Commonwealth Commercialization Center (C3) has launched C3 Legal to facilitate access to expanded and affordable legal services for Kentucky startups, while helping the state’s law students and practicing attorneys improve their skills and grow their professional networks, the C3 board of directors announced.
C3 Legal brings together Kentucky law schools, state and local bar associations, law firms, entrepreneurs, and industry to drive the program’s three core functions, which include: facilitating connections between startups that come through C3’s network and high-quality, affordable legal counsel at local Kentucky law firms; providing educational programming for Kentucky lawyers, law students, and entrepreneurs, including opportunities for law students to work alongside practicing attorneys on behalf of startups; and catalyzing statewide entrepreneurial and legal networks to the benefit of Kentucky entrepreneurs, lawyers, students, and the state’s broader entrepreneurial climate.

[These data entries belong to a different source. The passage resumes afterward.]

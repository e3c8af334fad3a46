//! Camera decisions following a selection pass.

use crate::fingerprint::InputDiff;
use common::error::ViewResult;
use common::geo::{GeoBounds, LngLat};
use common::network::Node;
use serde::Serialize;

/// Camera primitives of the external map widget.
pub trait MapWidget {
    fn pan_to(&mut self, center: LngLat) -> ViewResult<()>;
    fn fit_bounds(&mut self, bounds: GeoBounds, padding: f64) -> ViewResult<()>;
    fn pan_to_bounds(&mut self, bounds: GeoBounds, padding: f64) -> ViewResult<()>;
}

#[derive(Debug, Clone, Copy, PartialEq, Serialize)]
#[serde(tag = "command", rename_all = "snake_case")]
pub enum CameraCommand {
    PanTo { center: LngLat },
    FitBounds { bounds: GeoBounds, padding: f64 },
    PanToBounds { bounds: GeoBounds, padding: f64 },
}

impl CameraCommand {
    /// Point the camera ends up centered on.
    pub fn target(&self) -> LngLat {
        match *self {
            Self::PanTo { center } => center,
            Self::FitBounds { bounds, .. } | Self::PanToBounds { bounds, .. } => bounds.center(),
        }
    }

    pub fn issue(&self, map: &mut dyn MapWidget) -> ViewResult<()> {
        match *self {
            Self::PanTo { center } => map.pan_to(center),
            Self::FitBounds { bounds, padding } => map.fit_bounds(bounds, padding),
            Self::PanToBounds { bounds, padding } => map.pan_to_bounds(bounds, padding),
        }
    }
}

/// Where the map opens before any selection moves the camera.
#[derive(Debug, Clone, Copy, PartialEq, Serialize)]
pub struct InitialView {
    pub center: LngLat,
    pub zoom: u8,
}

/// Viewport dimensions relevant to camera padding.
#[derive(Debug, Clone, Copy, PartialEq)]
pub struct Viewport {
    pub width: f64,
    pub padding_divisor: f64,
}

impl Viewport {
    pub fn padding(&self) -> f64 {
        self.width / self.padding_divisor
    }
}

/// Decide the camera command for the nodes a pass resolved.
///
/// Filter changes never move the camera. A single node is panned to and
/// never fitted. Several nodes are framed: fitted only when neither the
/// selection nor the snapshot changed, panned into view otherwise.
pub fn plan_camera(selected: &[&Node], diff: &InputDiff, viewport: Viewport) -> Option<CameraCommand> {
    if diff.filters_changed {
        return None;
    }

    match selected {
        [] => None,
        [node] => Some(CameraCommand::PanTo {
            center: node.coordinates,
        }),
        nodes => {
            let bounds = GeoBounds::enclosing(nodes.iter().map(|node| node.coordinates))?;
            let padding = viewport.padding();
            let fit = !diff.selection_changed && !diff.nodes_changed;
            Some(if fit {
                CameraCommand::FitBounds { bounds, padding }
            } else {
                CameraCommand::PanToBounds { bounds, padding }
            })
        }
    }
}
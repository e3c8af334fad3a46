use crate::controller::ViewProps;
use crate::route::RouteMatch;
use common::filters::Filters;
use common::geo::LngLat;
use common::network::{Link, LinkKey, Network, Node, NodeId, NodeStatus};
use std::rc::Rc;

/// Build a node of type `node` with the given neighbours and incident links.
pub fn mk_node(
    id: &str,
    lng: f64,
    lat: f64,
    status: NodeStatus,
    connected: &[&str],
    links: &[(&str, &str, &str)],
) -> Node {
    Node {
        id: NodeId::from(id),
        coordinates: LngLat::new(lng, lat),
        node_type: "node".to_string(),
        status,
        connected_nodes: connected.iter().map(|c| NodeId::from(*c)).collect(),
        links: links
            .iter()
            .map(|(from, to, status)| LinkKey::new(*from, *to, *status))
            .collect(),
    }
}

/// Link without denormalized endpoints; [`Network::new`] fills them in.
pub fn mk_link(from: &str, to: &str, status: &str) -> Link {
    Link {
        from: NodeId::from(from),
        to: NodeId::from(to),
        status: status.to_string(),
        from_node: None,
        to_node: None,
    }
}

pub fn mk_network(nodes: Vec<Node>, links: Vec<Link>) -> Network {
    Network::new(nodes, links, vec![]).expect("test network must not contain duplicate ids")
}

/// Props for `path` with default filters and a 1000px wide viewport.
pub fn mk_props(network: &Rc<Network>, path: &str) -> ViewProps {
    ViewProps {
        network: Rc::clone(network),
        route: RouteMatch::from_path(path),
        filters: Filters::new(),
        viewport_width: 1000.0,
    }
}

“By mobilizing the right resources from Kentucky’s expansive public university and community college networks, we’re able to connect and leverage entrepreneurial and legal talent across the entire state which is an especially exciting endeavor,” said Amanda Kool, who was recently hired as director of legal operations for C3, in a release announcing the new initiative. “By building a network that is truly statewide, C3 Legal will position Kentucky as an innovative, national model for pairing high-quality, affordable legal services provided by local law firms with startups and the provision of career support and education for attorneys who represent them.”
Fueled by KY Innovation and led by the University of Kentucky and University of Louisville in partnership with all of Kentucky’s public institutions, C3 provides resources to universities and colleges across the state. Faculty and students will have access to shared services including identification, development, marketing and protection of intellectual property, increased industry engagement and student experiential learning and workforce development. The program also fosters interstate collaboration to form a regional commercialization corridor. C3 is funded in part by a $1.2 million grant from the Kentucky Cabinet for Economic Development through KY Innovation.
“C3 represents our recognition that commercializing high-growth startups is vital to Kentucky’s future as we maximize an exciting new set of resources for the entire state,” said Brian Mefford, executive director of KY Innovation and interim-CEO of C3. “Access to affordable, quality legal services for entrepreneurs and startups in Kentucky and many other states have long lagged behind places like Boston, where startup activity is denser. Although that has been to our detriment, C3 Legal will be both an invaluable tool for business founders and a potential model for states across the nation.”
As director of legal operations, Kool works closely with C3’s staff and board of directors to align the development of C3 Legal operations with the other emerging components of the multi-faceted C3 model. Her work at C3 follows her work on the Legal Needs Assessment for Kentucky Entrepreneurs, which compiles data from more than 130 Kentucky entrepreneurs, lawyers, technical assistance providers, funders, and other stakeholders in the state’s entrepreneurial ecosystem to highlight the myriad gaps and barriers to legal resources for entrepreneurs and devises tailored, multi-faceted solutions to address those needs. The Legal Needs Assessment was published by the Kentucky Bar Association in January.
“C3 Legal and Amanda will be crucial to C3’s overall goals of increasing the amount of viable IP commercialized from our universities, but also facilitating protection and expert guidance to the early stage entrepreneurs we work with,” said Ian McClure, director of UK’s Office of Technology Commercialization and a C3 board member. “Amanda has been a leader in understanding and providing the unique suite of services entrepreneurs need, taken from her experience providing the same type of services in one of the most active startup ecosystems in the world.”
Kool returns to her home state after over a decade in Boston, where she attended law school and practiced in the corporate and global finance practice groups at Nixon Peabody LLP. She then spent five years as a lecturer at Harvard Law School, where she also served as director of Harvard Law’s Community Enterprise Project (CEP), through which upper-level law students represented startups and other clients with a broad range of transactional legal needs under the supervision of licensed attorneys. CEP also engaged in ecosystem-level partnerships that addressed systemic legal needs of entrepreneurs.
On April 3, following three months of preliminary conversations with many stakeholders in Kentucky’s startup legal community, C3 Legal brought together leaders from Kentucky’s private bar, law schools, bar associations, industry, and government to discuss collective opportunities and build consensus around the C3 Legal model. Participants at the C3 Legal Summit identified opportunities for growth and collaboration across the state, including the development and adoption of template documents to reduce transaction costs for lawyers and their startup clients, strategies to reach entrepreneurs and lawyers from rural parts of the state and with other barriers to engagement in entrepreneurship, and room for collaboration among the state’s three law schools to increase student educational opportunities and pathways to startup legal practice.
“The C3 Legal Summit was an excellent and very productive meeting,” said C3 Legal Summit attendee Bill Strench, a partner at Frost Brown Todd who works extensively with startups. “The concepts and proposals that resulted from the interaction of the participants promise to improve our firm’s abilities to connect to entrepreneurs and provide affordable and timely legal services to those clients while also maintaining profitability.”